If unpaid volunteers are called into to run libraries, then skilled workers and life-long experienced and qualified professionals will be redundant. This cannot be allowed to happen. As it is, staff at certain levels are on rock bottom wages - some staff are employed by agencies and earn just above the minimum wage, working without sick pay, working unsociable hours and days at a flat rate. Library work is a physically demanding role - long periods of standing, heavy lifting, flights of stairs to climb, shelving and maintenance of stock. The other aspect of library work is, of course, knowledge and awareness - being quick to call to mind the title of the book a customer has only vague recollections of or is describing, ability to signpost customers to appropriate materials to suit their needs/queries, skill and passion in recommending items to customers. Then there are all the interpersonal skills so vital to the library worker's role. The range of customers drawn from all areas of the community is such that a volunteer would not necessarily be equipped to deal with all visitors and eventualities - some library users require extra sensitivity or empathy, this requires great skill and patience; there are users from deprived backgrounds, users with mental health issues, users whose first language is not English, users with learning difficulties.

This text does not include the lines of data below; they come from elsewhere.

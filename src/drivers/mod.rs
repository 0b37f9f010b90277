//! Peripheral initialisation, the control timer and actuator/LED drivers.

pub mod hw_init;
pub mod hw_timer;
pub mod indicator_leds;
pub mod pump;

Libraries being such open, public spaces there are multiple anti-social problems that may arise and that must be dealt with professionally and appropriately. Years of working in libraries, of perservering and being impassioned about the job, equip workers with the necessary adeptness to tackle such interpersonal issues and incidents. Library professionals become personally acquainted with users and build a bond of trust and understanding that volunteers would struggle to compete with on the same level.

With the advent of self-service machines, staff are being 'relieved' of duties - when they are not being relieved of their jobs wholesale. Told that the machines are there to help them cope with demands/workload, in actuality, the library professional's role is becoming more and more undermined. Staff even receive training to convince them the good that these machines will play. Staff have in the same instance been informed of the cost-cutting measures that these machines will provide - it is cheaper to buy a machine than to pay the annual salaries of several staff. The message this sends is clearly unsettling and insulting. Innumerable customers lodge complaints verbal and written about the self-service machines - in particular, the elderly find technology not simply daunting but alienating as it cuts off human contact and is a clinical process rather than a meaningful human interaction.

Cuts are being made across all councils the country over between now and the next financial year, so now is the time to consult with your local council and to see exactly what proposals are being made in relation to library services in your local area. Councils such as Camden in London are looking into some of their branches being run by volunteers. Buckinghamshire Council in the south east is convinced that its local people want their libraries to be run entirely by volunteers and setting about to put this into action. Other councils have made mention of the word 'volunteer' but seem to be keeping their plans under wraps. The concept of unpaid volunteers could become a worrying trend. With talk of David Cameron's 'Big Society' centring on everyone pitching in and helping out as one big happy community, alarm bells ring. When job losses are occurring in significant numbers across councils, including within libraries - where staff's roles are often being slashed in hours, put up for consideration of voluntary redundancy or simply made outright redundant, to bring in volunteers wholesale would cancel thousands more jobs and presents the question: will such a job title as Librarian exist in the future?

The argument runs that financial cuts must be made across all services within councils, but if we consider how scant funding - and how low a priority in itself - libraries can be, and also how gargantuan top-end salaries at the decision-making level of the council can be; why should libraries, library workers, and crucially the general public, suffer so dramatically?